### Task requirements
Sort through the material below and copy each line with "currently".
********************
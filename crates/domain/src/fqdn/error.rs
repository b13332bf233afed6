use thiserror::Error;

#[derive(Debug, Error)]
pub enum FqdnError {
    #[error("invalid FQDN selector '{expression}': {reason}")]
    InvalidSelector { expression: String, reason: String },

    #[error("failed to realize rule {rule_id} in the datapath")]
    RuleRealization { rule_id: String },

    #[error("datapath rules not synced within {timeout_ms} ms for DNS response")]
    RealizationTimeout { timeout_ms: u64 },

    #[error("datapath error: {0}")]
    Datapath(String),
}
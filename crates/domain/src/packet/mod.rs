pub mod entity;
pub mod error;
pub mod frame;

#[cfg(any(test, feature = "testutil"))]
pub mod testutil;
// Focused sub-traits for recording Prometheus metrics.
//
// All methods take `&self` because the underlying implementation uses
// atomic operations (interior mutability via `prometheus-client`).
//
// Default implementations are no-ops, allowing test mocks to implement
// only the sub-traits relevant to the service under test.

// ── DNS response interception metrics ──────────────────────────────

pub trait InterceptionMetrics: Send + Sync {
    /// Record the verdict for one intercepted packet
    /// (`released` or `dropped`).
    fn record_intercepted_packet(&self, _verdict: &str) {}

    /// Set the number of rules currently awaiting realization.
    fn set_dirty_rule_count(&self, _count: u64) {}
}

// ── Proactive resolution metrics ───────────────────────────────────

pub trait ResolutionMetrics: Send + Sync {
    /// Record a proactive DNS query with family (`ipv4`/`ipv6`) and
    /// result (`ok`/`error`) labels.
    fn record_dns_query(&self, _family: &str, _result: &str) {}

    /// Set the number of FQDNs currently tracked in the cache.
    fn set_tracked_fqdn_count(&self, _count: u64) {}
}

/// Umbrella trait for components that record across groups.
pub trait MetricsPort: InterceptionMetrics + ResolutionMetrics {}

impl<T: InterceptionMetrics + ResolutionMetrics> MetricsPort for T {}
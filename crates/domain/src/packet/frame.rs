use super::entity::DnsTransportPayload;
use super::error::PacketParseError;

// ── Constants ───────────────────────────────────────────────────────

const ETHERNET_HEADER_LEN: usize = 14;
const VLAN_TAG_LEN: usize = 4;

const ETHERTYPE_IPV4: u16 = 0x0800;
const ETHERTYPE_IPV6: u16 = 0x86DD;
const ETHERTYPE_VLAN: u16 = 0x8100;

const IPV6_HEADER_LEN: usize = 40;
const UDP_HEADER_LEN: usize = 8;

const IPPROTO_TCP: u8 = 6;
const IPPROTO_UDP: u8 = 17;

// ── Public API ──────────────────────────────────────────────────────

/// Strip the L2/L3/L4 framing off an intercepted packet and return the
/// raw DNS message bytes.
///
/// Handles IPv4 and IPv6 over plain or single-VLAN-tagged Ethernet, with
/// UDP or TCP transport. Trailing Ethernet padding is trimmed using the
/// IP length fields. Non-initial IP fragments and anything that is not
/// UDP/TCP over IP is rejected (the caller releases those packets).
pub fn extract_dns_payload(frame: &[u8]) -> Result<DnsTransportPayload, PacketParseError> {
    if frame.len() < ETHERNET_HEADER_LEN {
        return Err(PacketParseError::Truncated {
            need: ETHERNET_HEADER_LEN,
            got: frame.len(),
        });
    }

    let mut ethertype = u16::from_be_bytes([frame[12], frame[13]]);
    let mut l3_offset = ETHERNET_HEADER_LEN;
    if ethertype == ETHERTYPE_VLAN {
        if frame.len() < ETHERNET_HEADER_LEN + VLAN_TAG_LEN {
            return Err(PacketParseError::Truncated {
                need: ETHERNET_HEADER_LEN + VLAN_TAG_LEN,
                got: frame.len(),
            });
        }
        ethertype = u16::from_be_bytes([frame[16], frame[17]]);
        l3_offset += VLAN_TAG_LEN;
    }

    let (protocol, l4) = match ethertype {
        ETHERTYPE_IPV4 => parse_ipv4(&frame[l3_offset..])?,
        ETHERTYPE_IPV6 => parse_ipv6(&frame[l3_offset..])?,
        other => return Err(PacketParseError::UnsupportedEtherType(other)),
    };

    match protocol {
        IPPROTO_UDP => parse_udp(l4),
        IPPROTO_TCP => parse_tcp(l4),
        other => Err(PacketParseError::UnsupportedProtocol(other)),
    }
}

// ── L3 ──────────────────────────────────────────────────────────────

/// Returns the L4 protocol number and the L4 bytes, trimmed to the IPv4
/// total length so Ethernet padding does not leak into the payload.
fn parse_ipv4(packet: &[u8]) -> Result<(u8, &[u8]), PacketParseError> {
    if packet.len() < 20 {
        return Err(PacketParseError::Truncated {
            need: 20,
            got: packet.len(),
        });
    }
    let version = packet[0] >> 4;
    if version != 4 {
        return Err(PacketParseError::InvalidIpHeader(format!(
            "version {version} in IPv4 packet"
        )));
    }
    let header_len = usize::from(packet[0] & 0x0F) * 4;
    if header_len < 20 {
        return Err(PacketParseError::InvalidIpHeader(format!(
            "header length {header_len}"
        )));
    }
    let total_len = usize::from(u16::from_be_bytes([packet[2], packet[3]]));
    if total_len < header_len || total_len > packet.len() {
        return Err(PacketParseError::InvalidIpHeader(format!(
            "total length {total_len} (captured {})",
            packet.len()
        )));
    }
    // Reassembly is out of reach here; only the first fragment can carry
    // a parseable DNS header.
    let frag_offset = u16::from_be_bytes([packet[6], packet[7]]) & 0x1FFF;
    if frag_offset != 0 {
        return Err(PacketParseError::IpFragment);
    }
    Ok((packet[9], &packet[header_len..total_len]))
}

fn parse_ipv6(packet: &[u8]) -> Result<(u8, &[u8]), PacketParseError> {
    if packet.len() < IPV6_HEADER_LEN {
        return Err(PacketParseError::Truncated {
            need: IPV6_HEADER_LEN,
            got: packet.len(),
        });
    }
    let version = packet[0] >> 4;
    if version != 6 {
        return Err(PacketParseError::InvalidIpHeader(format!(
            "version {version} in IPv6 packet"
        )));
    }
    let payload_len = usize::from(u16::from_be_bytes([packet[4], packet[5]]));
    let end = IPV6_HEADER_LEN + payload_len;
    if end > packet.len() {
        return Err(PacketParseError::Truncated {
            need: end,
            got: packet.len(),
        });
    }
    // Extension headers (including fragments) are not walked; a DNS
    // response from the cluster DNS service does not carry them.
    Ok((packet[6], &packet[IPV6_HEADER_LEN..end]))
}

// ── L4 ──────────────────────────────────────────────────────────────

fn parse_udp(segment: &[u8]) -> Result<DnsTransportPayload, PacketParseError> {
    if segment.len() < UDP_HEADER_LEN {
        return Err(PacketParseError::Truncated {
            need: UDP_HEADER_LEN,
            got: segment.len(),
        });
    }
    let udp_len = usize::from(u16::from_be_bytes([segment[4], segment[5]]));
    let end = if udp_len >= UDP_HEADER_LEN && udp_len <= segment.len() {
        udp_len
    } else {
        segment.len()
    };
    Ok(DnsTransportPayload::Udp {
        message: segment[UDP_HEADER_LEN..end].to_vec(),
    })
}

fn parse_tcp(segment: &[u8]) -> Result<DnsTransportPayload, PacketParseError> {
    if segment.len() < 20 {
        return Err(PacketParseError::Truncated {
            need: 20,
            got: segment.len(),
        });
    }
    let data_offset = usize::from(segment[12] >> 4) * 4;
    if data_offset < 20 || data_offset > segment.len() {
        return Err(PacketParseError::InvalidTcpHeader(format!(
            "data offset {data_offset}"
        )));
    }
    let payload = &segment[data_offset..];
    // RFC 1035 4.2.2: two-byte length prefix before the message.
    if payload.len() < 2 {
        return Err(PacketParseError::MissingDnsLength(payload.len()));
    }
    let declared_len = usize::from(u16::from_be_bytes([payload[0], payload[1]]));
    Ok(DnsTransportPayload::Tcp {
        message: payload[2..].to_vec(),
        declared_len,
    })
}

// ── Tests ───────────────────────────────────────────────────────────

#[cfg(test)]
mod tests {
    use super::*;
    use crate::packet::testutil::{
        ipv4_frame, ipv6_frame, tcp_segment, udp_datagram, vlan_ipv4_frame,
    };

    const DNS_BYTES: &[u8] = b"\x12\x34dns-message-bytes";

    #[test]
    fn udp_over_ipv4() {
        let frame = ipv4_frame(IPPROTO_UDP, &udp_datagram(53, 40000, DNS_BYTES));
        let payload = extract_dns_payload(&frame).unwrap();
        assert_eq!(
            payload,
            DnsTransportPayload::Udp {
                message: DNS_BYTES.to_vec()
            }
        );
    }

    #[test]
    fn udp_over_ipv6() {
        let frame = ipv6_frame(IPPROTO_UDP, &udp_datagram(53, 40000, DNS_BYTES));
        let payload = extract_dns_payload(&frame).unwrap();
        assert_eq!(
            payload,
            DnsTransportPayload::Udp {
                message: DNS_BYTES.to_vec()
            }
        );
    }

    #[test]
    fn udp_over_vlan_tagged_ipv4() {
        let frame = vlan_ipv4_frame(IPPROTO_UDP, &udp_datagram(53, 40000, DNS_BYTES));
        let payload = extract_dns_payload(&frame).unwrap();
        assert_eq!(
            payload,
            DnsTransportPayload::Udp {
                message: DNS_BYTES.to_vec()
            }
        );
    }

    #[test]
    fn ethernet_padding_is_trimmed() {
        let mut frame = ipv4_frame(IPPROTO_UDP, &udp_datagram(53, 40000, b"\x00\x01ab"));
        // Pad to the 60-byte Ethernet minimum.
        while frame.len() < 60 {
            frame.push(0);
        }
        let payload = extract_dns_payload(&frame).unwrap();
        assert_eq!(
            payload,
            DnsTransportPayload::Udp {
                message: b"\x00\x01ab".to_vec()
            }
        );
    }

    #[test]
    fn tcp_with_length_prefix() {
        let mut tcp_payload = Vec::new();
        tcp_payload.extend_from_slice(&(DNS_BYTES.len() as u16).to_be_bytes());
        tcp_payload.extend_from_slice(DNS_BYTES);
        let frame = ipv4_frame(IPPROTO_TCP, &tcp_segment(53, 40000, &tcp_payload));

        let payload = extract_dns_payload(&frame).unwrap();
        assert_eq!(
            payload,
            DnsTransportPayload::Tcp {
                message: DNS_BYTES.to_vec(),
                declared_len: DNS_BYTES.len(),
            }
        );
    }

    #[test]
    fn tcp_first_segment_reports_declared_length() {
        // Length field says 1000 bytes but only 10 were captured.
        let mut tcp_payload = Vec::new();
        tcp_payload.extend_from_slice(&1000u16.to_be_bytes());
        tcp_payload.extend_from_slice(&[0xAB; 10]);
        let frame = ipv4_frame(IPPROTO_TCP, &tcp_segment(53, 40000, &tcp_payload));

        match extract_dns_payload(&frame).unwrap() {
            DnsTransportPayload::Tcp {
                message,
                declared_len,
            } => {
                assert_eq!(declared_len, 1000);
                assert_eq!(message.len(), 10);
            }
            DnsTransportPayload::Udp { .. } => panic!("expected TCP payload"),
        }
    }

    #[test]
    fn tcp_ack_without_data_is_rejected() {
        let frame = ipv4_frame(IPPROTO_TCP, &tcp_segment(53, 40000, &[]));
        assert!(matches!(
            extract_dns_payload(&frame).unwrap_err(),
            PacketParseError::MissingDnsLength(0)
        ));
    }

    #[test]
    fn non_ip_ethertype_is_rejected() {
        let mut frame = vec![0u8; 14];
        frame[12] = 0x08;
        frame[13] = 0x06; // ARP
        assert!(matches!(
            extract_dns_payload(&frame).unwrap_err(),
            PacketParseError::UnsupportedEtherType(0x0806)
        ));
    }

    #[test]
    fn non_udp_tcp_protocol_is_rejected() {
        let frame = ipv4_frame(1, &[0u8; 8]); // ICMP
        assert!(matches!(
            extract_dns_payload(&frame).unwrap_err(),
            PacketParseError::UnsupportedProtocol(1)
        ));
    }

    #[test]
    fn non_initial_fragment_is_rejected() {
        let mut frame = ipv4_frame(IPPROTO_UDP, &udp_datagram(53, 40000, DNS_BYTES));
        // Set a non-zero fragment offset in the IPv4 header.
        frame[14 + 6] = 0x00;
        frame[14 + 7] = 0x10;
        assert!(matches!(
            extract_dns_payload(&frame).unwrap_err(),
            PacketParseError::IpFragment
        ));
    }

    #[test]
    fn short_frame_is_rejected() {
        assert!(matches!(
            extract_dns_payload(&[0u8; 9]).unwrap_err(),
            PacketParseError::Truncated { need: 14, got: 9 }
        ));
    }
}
********************
### Your solution
    /// Set the number of rules currently awaiting realization.
    /// Set the number of FQDNs currently tracked in the cache.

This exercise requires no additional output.